Barrick Gold (NYSE:GOLD) experienced a significant 7.2% decline in Tuesday’s trading session following the release of its Q1 preliminary production figures, which fell short of market expectations. The company attributed the lower-than-expected gold output to maintenance activities at its Nevada Gold Mines. Despite this setback, Barrick remains confident in achieving its full-year gold and copper production targets.
During the first quarter, Barrick reported preliminary gold production of 940,000 ounces, a notable decrease from the previous quarter and below analysts’ consensus of 984,000 ounces. Additionally, the company noted a 7%-9% increase in all-in sustaining costs compared to the previous quarter. However, Barrick anticipates a reduction in costs throughout the remainder of the year as production levels improve.
In terms of copper production, Barrick’s output dipped to approximately 40,000 tons in Q1, primarily due to lower mined grades at its Lumwana mine. This decline was in line with the company’s mine plan. Copper all-in sustaining costs rose by 14%-16% compared to Q4 2023.

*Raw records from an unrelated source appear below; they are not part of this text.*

//! Test utilities and fixtures for webpay ledger integration tests

#![allow(dead_code)]

use std::collections::HashMap;
use std::sync::{Arc, Mutex};
use std::time::Duration;

use axum::Router;
use axum::body::Body;
use axum::http::{Request, StatusCode};
use rusqlite::Connection;
use rust_decimal::Decimal;
use tempfile::TempDir;
use tower::ServiceExt;

pub use webpay_ledger::buyer::{PaymentsApi, ProcessorBuyer, ProcessorTransaction};
pub use webpay_ledger::config::{Config, PurchaseTokenConfig};
pub use webpay_ledger::db::{AppState, create_pool, init_db, queries};
pub use webpay_ledger::error::AppError;
pub use webpay_ledger::handlers;
pub use webpay_ledger::jwt::{self, NoticePrice, NoticeResponse, PaymentClaims, PurchaseRequest, TokenKeys};
pub use webpay_ledger::models::*;
pub use webpay_ledger::notify::{Notification, NotificationKind, Notifier};
pub use webpay_ledger::products::{self, Product, ProductData};

/// Get the current timestamp
pub fn now() -> i64 {
    chrono::Utc::now().timestamp()
}

/// Notifier that keeps every dispatched notification for inspection.
#[derive(Default)]
pub struct RecordingNotifier {
    sent: Mutex<Vec<Notification>>,
}

impl RecordingNotifier {
    pub fn sent(&self) -> Vec<Notification> {
        self.sent.lock().unwrap().clone()
    }

    pub fn count(&self, kind: NotificationKind) -> usize {
        self.sent
            .lock()
            .unwrap()
            .iter()
            .filter(|n| n.kind == kind)
            .count()
    }
}

impl Notifier for RecordingNotifier {
    fn dispatch(&self, notification: Notification) {
        self.sent.lock().unwrap().push(notification);
    }
}

/// In-memory stand-in for the processor's lookup API.
#[derive(Default)]
pub struct FakePayments {
    /// contribution uuid -> buyer email
    transactions: Mutex<HashMap<String, String>>,
    /// processor buyer uuid -> email
    buyers: Mutex<HashMap<String, String>>,
    pub fail: Mutex<bool>,
    pub delay: Mutex<Option<Duration>>,
    pub calls: Mutex<usize>,
}

impl FakePayments {
    pub fn add_transaction(&self, contribution_uuid: &str, email: &str) {
        self.transactions
            .lock()
            .unwrap()
            .insert(contribution_uuid.to_string(), email.to_string());
    }

    pub fn add_buyer(&self, buyer_uuid: &str, email: &str) {
        self.buyers
            .lock()
            .unwrap()
            .insert(buyer_uuid.to_string(), email.to_string());
    }

    pub fn set_failing(&self) {
        *self.fail.lock().unwrap() = true;
    }

    pub fn set_delay(&self, delay: Duration) {
        *self.delay.lock().unwrap() = Some(delay);
    }

    pub fn calls(&self) -> usize {
        *self.calls.lock().unwrap()
    }

    async fn enter(&self) -> Result<(), AppError> {
        *self.calls.lock().unwrap() += 1;
        let delay = *self.delay.lock().unwrap();
        if let Some(delay) = delay {
            tokio::time::sleep(delay).await;
        }
        if *self.fail.lock().unwrap() {
            return Err(AppError::BuyerLookupFailed("processor unavailable".into()));
        }
        Ok(())
    }
}

#[async_trait::async_trait]
impl PaymentsApi for FakePayments {
    async fn get_transaction(
        &self,
        contribution_uuid: &str,
    ) -> Result<Option<ProcessorTransaction>, AppError> {
        self.enter().await?;
        let known = self
            .transactions
            .lock()
            .unwrap()
            .contains_key(contribution_uuid);
        Ok(known.then(|| ProcessorTransaction {
            uuid: Some(contribution_uuid.to_string()),
            buyer: Some(format!("/generic/buyer/{}/", contribution_uuid)),
        }))
    }

    async fn get_buyer(&self, resource_uri: &str) -> Result<Option<ProcessorBuyer>, AppError> {
        self.enter().await?;
        let key = resource_uri
            .trim_start_matches("/generic/buyer/")
            .trim_end_matches('/');
        Ok(self
            .transactions
            .lock()
            .unwrap()
            .get(key)
            .map(|email| ProcessorBuyer {
                uuid: None,
                email: Some(email.clone()),
            }))
    }

    async fn get_buyer_by_uuid(&self, buyer_uuid: &str) -> Result<Option<ProcessorBuyer>, AppError> {
        self.enter().await?;
        Ok(self
            .buyers
            .lock()
            .unwrap()
            .get(buyer_uuid)
            .map(|email| ProcessorBuyer {
                uuid: Some(buyer_uuid.to_string()),
                email: Some(email.clone()),
            }))
    }
}

/// Everything a test needs: state wired to fakes, plus handles on the fakes.
/// The database lives in a temp dir so every pooled connection sees it.
pub struct TestContext {
    pub state: AppState,
    pub notifier: Arc<RecordingNotifier>,
    pub payments: Arc<FakePayments>,
    _dir: TempDir,
}

impl TestContext {
    pub fn conn(&self) -> r2d2::PooledConnection<r2d2_sqlite::SqliteConnectionManager> {
        self.state.db.get().unwrap()
    }

    pub fn keys(&self) -> &TokenKeys {
        &self.state.keys
    }

    pub fn app(&self) -> Router {
        handlers::webpay::router().with_state(self.state.clone())
    }
}

pub fn test_config(database_path: &str) -> Config {
    Config {
        host: "127.0.0.1".to_string(),
        port: 3000,
        database_path: database_path.to_string(),
        base_url: "http://localhost:3000".to_string(),
        media_url: "http://localhost:3000/media".to_string(),
        dev_mode: true,
        domain: Some("marketplace.example.com".to_string()),
        purchase: PurchaseTokenConfig::default(),
        solitude_url: "http://127.0.0.1:9".to_string(),
        solitude_timeout: Duration::from_secs(1),
        postback_deadline: Duration::from_secs(5),
        notification_webhook_url: None,
    }
}

pub fn create_test_context() -> TestContext {
    create_test_context_with(|_| {})
}

pub fn create_test_context_with(customize: impl FnOnce(&mut Config)) -> TestContext {
    let dir = tempfile::tempdir().expect("Failed to create temp dir");
    let path = dir.path().join("webpay.db");
    let mut config = test_config(path.to_str().unwrap());
    customize(&mut config);

    let pool = create_pool(&config.database_path).expect("Failed to create pool");
    {
        let conn = pool.get().unwrap();
        init_db(&conn).expect("Failed to initialize schema");
    }

    let keys = TokenKeys::from_config(&config.purchase).expect("Invalid token config");
    let notifier = Arc::new(RecordingNotifier::default());
    let payments = Arc::new(FakePayments::default());

    let state = AppState {
        db: pool,
        config: Arc::new(config),
        keys: Arc::new(keys),
        payments: payments.clone(),
        notifier: notifier.clone(),
    };

    TestContext {
        state,
        notifier,
        payments,
        _dir: dir,
    }
}

// ============ Catalog fixtures ============

pub fn create_test_user(conn: &Connection, email: &str) -> User {
    queries::create_user(
        conn,
        &CreateUser {
            email: email.to_string(),
            display_name: None,
            source: UserSource::Unknown,
        },
    )
    .expect("Failed to create test user")
}

pub fn create_paid_app(conn: &Connection, name: &str) -> Webapp {
    queries::create_webapp(
        conn,
        &CreateWebapp {
            name: name.to_string(),
            description: format!("<p>{}</p>", name),
            default_locale: "en-US".to_string(),
            solitude_public_id: Some(format!("public-{}", name)),
            application_size: Some(388_096),
            price_point: Some("1".to_string()),
            price_amount: Some(Decimal::new(99, 2)),
            currency: "USD".to_string(),
            has_icon: false,
            support_email: Some("support@example.com".to_string()),
            developer_email: Some("dev@example.com".to_string()),
        },
    )
    .expect("Failed to create test app")
}

pub fn create_inapp(
    conn: &Connection,
    webapp_id: Option<&str>,
    price: Decimal,
    simulate: bool,
) -> InAppProduct {
    queries::create_inapp_product(
        conn,
        &CreateInAppProduct {
            webapp_id: webapp_id.map(str::to_string),
            name: "Magic Sword".to_string(),
            logo_url: None,
            price_point: "1".to_string(),
            price_amount: price,
            currency: "USD".to_string(),
            simulate: simulate.then(|| serde_json::json!({"result": "postback"})),
        },
    )
    .expect("Failed to create test in-app product")
}

/// A PENDING contribution for `product`, optionally already tied to a buyer.
pub fn create_pending(conn: &Connection, product: ProductRef, uuid: &str, user_id: Option<&str>) -> Contribution {
    let mut input = CreateContribution::pending(product, uuid.to_string());
    input.user_id = user_id.map(str::to_string);
    queries::create_contribution(conn, &input).expect("Failed to create pending contribution")
}

/// Confirm a pending contribution without going through a notice.
pub fn complete_purchase(conn: &Connection, uuid: &str, transaction_id: &str) -> Contribution {
    let pending = get_contribution(conn, uuid);
    let claimed = queries::try_complete_purchase(
        conn,
        uuid,
        &queries::PurchaseCompletion {
            transaction_id,
            amount: None,
            currency: &pending.currency,
            user_id: None,
        },
    )
    .unwrap();
    assert!(claimed, "contribution {} was not pending", uuid);

    if let (Some(app_id), Some(user_id)) = (pending.product.webapp_id(), pending.user_id.as_deref()) {
        queries::upsert_app_purchase(conn, app_id, user_id, OwnershipStatus::Purchased).unwrap();
    }
    get_contribution(conn, uuid)
}

pub fn get_contribution(conn: &Connection, uuid: &str) -> Contribution {
    queries::get_contribution_by_uuid(conn, uuid)
        .unwrap()
        .expect("contribution should exist")
}

// ============ Notices ============

/// `productData` as an outbound request for `contribution` would carry it.
pub fn product_data_for(contribution: &Contribution) -> String {
    ProductData {
        contrib_uuid: contribution.uuid.clone(),
        product: contribution.product.clone(),
        public_id: Some("public".to_string()),
        application_size: None,
        buyer_email: None,
    }
    .encode()
}

/// Build a processor notice as the processor would sign it.
pub fn notice_claims(product_data: &str, transaction_id: &str, price: Option<(&str, &str)>) -> PaymentClaims {
    PaymentClaims {
        typ: "mozilla/payments/pay/postback/v1".to_string(),
        request: PurchaseRequest {
            product_data: Some(product_data.to_string()),
            ..Default::default()
        },
        response: Some(NoticeResponse {
            transaction_id: Some(transaction_id.to_string()),
            price: price.map(|(amount, currency)| NoticePrice {
                amount: amount.parse().unwrap(),
                currency: currency.to_string(),
            }),
            ..Default::default()
        }),
    }
}

pub fn sign_notice(keys: &TokenKeys, claims: PaymentClaims, issued_at: i64) -> String {
    keys.sign(claims, issued_at).expect("Failed to sign notice")
}

/// POST a `notice=<token>` form and return the status and body text.
pub async fn post_notice(app: Router, uri: &str, token: &str) -> (StatusCode, String) {
    let body = url::form_urlencoded::Serializer::new(String::new())
        .append_pair("notice", token)
        .finish();

    let response = app
        .oneshot(
            Request::builder()
                .method("POST")
                .uri(uri)
                .header("content-type", "application/x-www-form-urlencoded")
                .body(Body::from(body))
                .unwrap(),
        )
        .await
        .unwrap();

    let status = response.status();
    let bytes = axum::body::to_bytes(response.into_body(), usize::MAX)
        .await
        .unwrap();
    (status, String::from_utf8_lossy(&bytes).to_string())
}

pub async fn post_json(app: Router, uri: &str, body: serde_json::Value) -> (StatusCode, serde_json::Value) {
    let response = app
        .oneshot(
            Request::builder()
                .method("POST")
                .uri(uri)
                .header("content-type", "application/json")
                .body(Body::from(serde_json::to_string(&body).unwrap()))
                .unwrap(),
        )
        .await
        .unwrap();

    let status = response.status();
    let bytes = axum::body::to_bytes(response.into_body(), usize::MAX)
        .await
        .unwrap();
    let json = serde_json::from_slice(&bytes).unwrap_or(serde_json::Value::Null);
    (status, json)
}

pub async fn get_json(app: Router, uri: &str) -> (StatusCode, serde_json::Value) {
    let response = app
        .oneshot(Request::builder().uri(uri).body(Body::empty()).unwrap())
        .await
        .unwrap();

    let status = response.status();
    let bytes = axum::body::to_bytes(response.into_body(), usize::MAX)
        .await
        .unwrap();
    let json = serde_json::from_slice(&bytes).unwrap_or(serde_json::Value::Null);
    (status, json)
}

pub fn count_rows(conn: &Connection, table: &str) -> i64 {
    conn.query_row(&format!("SELECT COUNT(*) FROM {}", table), [], |row| row.get(0))
        .unwrap()
}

Barrick disclosed that the average market price for gold during the quarter was $2,070 per ounce, while copper fetched $3.83 per pound. Despite the challenges faced in Q1, Barrick reaffirmed its expectation for increasing gold and copper production throughout each subsequent quarter of the year. The company highlighted the ramp-up of the Pueblo Viejo plant expansion starting in Q2 and the continued restart of the Porgera mine in line with its plans.